INPUT RECORDS:
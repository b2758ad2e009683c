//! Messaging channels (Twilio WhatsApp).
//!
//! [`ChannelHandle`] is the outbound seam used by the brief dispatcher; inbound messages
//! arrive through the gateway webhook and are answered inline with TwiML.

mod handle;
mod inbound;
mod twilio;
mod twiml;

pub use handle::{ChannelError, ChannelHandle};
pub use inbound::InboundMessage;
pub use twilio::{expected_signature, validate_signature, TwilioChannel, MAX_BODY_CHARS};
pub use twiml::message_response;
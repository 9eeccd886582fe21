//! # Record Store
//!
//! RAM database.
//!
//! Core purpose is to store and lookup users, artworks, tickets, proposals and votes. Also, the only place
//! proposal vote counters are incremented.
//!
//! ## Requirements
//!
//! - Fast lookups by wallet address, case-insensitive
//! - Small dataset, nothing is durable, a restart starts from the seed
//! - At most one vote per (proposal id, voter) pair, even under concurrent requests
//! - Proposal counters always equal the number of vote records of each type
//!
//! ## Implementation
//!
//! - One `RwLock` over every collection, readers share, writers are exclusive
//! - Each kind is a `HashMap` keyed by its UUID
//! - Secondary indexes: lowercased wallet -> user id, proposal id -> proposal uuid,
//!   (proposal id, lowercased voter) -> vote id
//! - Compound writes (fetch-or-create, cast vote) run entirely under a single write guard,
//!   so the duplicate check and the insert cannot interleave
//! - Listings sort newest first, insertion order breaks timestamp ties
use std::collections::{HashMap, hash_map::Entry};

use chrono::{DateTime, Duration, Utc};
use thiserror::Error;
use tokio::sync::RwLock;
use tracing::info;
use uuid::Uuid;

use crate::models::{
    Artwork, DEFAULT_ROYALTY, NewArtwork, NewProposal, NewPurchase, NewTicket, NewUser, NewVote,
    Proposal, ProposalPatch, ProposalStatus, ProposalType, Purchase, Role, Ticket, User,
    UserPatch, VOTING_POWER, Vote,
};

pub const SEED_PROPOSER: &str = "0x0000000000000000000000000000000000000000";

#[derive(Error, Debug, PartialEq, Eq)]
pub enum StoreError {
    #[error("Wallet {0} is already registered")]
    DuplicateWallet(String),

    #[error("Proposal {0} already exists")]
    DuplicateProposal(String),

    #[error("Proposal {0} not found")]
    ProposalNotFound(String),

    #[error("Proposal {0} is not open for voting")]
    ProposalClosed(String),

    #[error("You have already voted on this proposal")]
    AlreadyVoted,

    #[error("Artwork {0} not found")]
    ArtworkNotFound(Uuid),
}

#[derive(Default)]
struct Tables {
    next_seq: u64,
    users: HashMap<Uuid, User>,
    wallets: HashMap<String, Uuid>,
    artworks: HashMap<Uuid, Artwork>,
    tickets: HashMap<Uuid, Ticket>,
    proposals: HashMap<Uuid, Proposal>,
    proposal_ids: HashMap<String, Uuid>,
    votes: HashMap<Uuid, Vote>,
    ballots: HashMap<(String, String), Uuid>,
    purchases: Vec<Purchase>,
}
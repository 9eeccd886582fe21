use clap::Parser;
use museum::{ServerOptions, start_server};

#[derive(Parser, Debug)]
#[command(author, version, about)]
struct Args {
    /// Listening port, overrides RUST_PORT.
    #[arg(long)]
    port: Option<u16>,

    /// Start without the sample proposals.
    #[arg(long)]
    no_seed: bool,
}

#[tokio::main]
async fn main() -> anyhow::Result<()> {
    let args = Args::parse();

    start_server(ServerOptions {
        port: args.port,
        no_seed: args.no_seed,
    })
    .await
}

==

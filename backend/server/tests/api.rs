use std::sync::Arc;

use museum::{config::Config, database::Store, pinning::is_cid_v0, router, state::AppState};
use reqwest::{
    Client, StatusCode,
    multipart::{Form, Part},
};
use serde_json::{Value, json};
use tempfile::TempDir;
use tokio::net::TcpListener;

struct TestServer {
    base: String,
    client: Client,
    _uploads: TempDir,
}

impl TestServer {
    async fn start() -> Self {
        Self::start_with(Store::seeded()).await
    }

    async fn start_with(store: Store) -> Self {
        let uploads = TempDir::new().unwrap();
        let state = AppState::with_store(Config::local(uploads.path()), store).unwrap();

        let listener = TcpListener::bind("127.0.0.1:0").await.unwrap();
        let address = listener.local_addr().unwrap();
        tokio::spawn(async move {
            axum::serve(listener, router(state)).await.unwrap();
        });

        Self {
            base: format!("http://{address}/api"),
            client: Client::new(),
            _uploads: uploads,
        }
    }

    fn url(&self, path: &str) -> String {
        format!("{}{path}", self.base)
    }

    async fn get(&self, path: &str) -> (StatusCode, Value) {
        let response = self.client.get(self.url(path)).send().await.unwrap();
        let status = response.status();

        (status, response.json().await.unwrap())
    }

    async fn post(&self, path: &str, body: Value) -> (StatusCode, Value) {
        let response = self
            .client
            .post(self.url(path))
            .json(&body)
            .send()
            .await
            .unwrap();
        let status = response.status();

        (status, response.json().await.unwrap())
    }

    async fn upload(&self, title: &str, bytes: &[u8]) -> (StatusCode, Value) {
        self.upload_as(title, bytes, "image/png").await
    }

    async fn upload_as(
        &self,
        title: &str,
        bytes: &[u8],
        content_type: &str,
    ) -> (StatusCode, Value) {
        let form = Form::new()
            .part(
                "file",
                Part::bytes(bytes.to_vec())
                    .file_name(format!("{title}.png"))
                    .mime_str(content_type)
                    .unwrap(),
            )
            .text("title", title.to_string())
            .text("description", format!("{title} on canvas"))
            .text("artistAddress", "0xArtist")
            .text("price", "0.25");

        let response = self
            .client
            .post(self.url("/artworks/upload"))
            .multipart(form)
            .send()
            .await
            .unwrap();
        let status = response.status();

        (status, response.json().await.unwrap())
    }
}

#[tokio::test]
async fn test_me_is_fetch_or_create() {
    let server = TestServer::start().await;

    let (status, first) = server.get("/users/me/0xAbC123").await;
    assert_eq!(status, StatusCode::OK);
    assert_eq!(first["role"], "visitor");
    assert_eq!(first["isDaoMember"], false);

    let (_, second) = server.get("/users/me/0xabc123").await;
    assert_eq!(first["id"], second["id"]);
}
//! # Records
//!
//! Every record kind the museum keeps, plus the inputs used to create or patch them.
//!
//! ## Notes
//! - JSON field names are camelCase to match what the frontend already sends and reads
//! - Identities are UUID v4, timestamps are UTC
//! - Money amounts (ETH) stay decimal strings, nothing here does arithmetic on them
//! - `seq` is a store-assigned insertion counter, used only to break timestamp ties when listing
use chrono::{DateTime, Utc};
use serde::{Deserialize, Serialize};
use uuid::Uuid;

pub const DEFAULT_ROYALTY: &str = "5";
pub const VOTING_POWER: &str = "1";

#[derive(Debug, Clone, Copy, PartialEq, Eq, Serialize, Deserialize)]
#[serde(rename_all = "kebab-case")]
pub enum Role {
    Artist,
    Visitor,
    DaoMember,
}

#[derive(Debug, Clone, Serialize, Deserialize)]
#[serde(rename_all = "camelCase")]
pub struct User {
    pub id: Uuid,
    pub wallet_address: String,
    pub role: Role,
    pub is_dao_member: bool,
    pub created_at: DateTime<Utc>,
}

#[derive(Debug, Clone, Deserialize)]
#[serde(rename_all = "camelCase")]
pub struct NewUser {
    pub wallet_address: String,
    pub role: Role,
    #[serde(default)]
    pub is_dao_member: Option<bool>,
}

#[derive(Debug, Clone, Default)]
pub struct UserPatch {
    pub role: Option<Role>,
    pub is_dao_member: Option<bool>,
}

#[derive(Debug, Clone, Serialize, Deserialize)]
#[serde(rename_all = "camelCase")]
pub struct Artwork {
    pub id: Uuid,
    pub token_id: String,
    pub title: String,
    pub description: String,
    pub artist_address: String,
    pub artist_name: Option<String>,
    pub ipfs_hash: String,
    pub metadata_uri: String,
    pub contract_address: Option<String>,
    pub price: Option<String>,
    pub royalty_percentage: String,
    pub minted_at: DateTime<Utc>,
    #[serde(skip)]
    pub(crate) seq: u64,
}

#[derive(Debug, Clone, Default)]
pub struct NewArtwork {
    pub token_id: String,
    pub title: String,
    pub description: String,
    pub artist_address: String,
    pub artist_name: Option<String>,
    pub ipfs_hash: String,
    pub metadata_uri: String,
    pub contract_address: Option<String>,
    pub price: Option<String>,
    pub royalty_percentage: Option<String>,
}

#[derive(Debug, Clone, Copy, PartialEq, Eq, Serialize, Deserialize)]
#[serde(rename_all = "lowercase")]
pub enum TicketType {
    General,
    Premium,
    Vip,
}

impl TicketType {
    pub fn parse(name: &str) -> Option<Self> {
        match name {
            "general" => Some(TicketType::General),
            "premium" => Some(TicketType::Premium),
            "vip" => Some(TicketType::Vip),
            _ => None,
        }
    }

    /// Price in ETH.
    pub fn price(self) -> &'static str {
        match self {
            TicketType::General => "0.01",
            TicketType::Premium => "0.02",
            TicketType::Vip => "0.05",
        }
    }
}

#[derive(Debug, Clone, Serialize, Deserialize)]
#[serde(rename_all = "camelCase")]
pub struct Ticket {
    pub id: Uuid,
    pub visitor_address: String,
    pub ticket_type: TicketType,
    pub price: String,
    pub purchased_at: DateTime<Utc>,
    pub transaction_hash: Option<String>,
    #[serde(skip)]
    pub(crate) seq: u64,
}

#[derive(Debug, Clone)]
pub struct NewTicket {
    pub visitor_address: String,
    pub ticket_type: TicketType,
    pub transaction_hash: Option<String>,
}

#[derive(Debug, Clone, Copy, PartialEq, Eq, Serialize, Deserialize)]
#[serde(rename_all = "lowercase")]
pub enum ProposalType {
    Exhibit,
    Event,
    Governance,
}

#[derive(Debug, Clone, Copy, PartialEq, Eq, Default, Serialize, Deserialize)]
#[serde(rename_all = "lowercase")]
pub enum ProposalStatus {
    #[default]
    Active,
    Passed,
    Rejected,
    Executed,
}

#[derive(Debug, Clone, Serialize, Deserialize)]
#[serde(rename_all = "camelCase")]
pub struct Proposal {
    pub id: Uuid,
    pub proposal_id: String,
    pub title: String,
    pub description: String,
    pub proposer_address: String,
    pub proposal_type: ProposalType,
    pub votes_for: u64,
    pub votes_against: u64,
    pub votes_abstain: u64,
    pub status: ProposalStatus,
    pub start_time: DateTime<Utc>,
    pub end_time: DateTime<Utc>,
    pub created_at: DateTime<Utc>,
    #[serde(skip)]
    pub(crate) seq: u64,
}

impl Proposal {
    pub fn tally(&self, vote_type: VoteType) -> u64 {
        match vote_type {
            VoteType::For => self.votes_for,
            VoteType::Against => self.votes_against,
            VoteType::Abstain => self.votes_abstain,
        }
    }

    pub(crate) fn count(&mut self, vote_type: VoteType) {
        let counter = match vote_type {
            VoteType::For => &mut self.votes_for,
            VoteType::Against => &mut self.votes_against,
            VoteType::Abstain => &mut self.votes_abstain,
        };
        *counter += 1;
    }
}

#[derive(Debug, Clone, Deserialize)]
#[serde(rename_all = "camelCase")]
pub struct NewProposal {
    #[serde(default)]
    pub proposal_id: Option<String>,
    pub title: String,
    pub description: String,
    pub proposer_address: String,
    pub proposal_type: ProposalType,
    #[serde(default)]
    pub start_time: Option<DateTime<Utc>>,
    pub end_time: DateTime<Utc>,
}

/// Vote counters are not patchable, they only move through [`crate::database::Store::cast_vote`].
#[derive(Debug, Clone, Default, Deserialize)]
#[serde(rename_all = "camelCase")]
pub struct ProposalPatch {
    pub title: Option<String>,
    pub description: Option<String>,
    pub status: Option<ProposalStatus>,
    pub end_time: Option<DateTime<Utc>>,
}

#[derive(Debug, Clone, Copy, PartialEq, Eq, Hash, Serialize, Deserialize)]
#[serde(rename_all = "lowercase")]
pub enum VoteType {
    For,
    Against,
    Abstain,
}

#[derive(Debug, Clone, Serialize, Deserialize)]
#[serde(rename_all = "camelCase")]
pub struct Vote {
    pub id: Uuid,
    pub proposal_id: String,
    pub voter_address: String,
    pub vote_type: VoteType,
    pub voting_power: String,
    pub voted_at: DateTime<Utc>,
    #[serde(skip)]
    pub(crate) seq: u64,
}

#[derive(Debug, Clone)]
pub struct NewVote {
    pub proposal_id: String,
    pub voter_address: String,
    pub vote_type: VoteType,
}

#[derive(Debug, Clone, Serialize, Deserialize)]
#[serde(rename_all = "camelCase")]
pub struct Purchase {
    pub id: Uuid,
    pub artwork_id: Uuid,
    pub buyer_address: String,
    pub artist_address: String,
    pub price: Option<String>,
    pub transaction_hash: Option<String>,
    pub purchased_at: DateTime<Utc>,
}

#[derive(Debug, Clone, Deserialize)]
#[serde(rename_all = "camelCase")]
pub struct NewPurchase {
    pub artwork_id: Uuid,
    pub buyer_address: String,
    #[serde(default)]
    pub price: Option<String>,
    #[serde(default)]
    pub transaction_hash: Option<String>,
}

--

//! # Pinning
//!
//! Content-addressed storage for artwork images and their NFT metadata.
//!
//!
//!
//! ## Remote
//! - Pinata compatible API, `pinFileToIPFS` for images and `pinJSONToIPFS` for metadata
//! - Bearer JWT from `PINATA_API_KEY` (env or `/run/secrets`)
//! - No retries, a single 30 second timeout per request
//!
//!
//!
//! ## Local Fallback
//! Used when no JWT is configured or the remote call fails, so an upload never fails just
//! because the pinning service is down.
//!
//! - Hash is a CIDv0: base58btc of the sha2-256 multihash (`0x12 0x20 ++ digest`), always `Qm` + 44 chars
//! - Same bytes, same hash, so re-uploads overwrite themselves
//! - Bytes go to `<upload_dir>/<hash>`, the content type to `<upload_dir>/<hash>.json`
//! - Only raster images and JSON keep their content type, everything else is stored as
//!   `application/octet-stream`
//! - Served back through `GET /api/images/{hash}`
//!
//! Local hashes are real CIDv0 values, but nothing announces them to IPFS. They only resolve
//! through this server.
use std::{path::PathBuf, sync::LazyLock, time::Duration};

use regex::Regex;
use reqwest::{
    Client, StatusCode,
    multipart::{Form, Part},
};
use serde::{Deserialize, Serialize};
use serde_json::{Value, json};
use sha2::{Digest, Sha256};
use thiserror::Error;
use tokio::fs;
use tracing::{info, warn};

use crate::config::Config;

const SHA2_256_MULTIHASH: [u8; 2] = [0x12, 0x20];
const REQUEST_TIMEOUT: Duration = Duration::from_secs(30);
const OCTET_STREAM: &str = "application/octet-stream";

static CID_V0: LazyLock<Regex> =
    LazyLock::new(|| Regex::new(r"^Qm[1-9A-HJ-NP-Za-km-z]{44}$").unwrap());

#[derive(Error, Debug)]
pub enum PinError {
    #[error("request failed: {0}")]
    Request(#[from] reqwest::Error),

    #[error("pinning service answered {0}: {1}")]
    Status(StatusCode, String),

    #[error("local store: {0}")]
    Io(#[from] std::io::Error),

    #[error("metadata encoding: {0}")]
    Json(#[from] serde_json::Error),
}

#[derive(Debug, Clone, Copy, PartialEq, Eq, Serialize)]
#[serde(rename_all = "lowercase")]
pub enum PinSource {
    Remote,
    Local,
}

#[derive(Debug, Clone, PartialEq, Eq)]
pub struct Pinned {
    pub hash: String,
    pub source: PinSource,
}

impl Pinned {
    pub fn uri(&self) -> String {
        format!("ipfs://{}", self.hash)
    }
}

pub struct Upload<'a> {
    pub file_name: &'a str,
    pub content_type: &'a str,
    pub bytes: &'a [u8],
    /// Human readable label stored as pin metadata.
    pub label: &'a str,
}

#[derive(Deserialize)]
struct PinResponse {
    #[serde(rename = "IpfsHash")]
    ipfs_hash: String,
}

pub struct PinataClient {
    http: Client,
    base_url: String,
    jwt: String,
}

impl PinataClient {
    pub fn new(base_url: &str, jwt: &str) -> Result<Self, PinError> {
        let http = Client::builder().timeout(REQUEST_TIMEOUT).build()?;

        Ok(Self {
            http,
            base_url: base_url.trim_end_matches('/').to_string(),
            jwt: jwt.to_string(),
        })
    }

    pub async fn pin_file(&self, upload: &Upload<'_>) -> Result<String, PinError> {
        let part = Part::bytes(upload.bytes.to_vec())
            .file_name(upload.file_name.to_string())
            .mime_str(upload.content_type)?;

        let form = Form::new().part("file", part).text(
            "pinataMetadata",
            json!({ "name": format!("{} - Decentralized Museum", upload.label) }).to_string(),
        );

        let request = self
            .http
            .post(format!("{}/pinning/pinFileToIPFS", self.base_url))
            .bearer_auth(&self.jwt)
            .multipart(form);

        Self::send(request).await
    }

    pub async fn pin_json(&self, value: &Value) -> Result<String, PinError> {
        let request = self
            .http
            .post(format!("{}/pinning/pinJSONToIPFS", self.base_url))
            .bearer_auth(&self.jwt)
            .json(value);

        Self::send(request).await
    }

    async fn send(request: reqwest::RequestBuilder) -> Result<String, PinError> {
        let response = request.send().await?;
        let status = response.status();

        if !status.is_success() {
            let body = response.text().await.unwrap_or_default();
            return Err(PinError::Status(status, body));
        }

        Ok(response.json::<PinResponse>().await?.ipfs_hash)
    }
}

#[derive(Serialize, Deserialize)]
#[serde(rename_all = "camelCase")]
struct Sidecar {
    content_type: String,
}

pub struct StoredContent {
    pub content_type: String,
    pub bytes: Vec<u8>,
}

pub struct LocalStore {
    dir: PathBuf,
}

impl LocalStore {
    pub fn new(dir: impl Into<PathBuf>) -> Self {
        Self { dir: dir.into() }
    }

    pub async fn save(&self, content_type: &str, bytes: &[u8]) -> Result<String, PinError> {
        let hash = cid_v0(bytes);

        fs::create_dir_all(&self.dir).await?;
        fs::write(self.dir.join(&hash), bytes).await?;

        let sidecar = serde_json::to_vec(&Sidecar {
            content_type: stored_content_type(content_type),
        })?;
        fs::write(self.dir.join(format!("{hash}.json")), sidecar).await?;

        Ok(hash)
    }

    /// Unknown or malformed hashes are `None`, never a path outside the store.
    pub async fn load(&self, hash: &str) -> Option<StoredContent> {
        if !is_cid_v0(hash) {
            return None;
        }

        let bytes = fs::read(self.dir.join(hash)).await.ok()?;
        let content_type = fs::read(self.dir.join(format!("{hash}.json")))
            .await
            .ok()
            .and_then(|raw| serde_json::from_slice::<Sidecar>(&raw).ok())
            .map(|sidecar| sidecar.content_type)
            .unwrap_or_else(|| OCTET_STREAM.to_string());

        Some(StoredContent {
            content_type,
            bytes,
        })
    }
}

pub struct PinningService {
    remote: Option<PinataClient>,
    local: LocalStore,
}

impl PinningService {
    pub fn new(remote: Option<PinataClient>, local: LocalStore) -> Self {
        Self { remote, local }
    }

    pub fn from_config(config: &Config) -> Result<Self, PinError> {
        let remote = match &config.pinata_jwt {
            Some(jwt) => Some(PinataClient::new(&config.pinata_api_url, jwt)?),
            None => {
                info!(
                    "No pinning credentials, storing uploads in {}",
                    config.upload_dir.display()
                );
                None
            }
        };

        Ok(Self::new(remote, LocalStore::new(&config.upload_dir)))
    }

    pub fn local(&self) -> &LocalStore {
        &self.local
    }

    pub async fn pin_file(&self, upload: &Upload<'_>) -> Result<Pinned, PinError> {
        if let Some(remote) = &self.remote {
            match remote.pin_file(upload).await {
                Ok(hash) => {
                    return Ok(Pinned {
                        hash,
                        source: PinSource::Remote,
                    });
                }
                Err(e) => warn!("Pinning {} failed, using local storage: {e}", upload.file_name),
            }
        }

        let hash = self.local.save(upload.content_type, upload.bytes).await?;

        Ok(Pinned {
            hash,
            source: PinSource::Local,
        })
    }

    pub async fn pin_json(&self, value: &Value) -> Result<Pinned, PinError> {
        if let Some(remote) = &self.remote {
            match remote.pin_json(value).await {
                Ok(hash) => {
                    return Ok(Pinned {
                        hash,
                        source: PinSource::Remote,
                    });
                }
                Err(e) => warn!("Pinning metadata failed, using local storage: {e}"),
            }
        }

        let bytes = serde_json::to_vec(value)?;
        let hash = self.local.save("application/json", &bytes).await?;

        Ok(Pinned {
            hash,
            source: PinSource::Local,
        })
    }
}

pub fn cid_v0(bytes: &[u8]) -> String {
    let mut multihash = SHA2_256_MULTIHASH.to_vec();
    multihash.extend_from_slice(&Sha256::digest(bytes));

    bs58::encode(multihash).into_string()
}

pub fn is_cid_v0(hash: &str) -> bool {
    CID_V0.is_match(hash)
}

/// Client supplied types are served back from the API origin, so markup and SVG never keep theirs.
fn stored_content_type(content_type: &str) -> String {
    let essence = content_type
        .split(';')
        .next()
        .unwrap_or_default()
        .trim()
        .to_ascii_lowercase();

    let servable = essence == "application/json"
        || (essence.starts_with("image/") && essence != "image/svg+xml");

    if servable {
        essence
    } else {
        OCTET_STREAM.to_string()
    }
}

WHAT IS BEING ASKED: From the listing above, copy every line that includes the word "failed".

REPLY TO THE TASK:
    #[error("request failed: {0}")]
                Err(e) => warn!("Pinning {} failed, using local storage: {e}", upload.file_name),
                Err(e) => warn!("Pinning metadata failed, using local storage: {e}"),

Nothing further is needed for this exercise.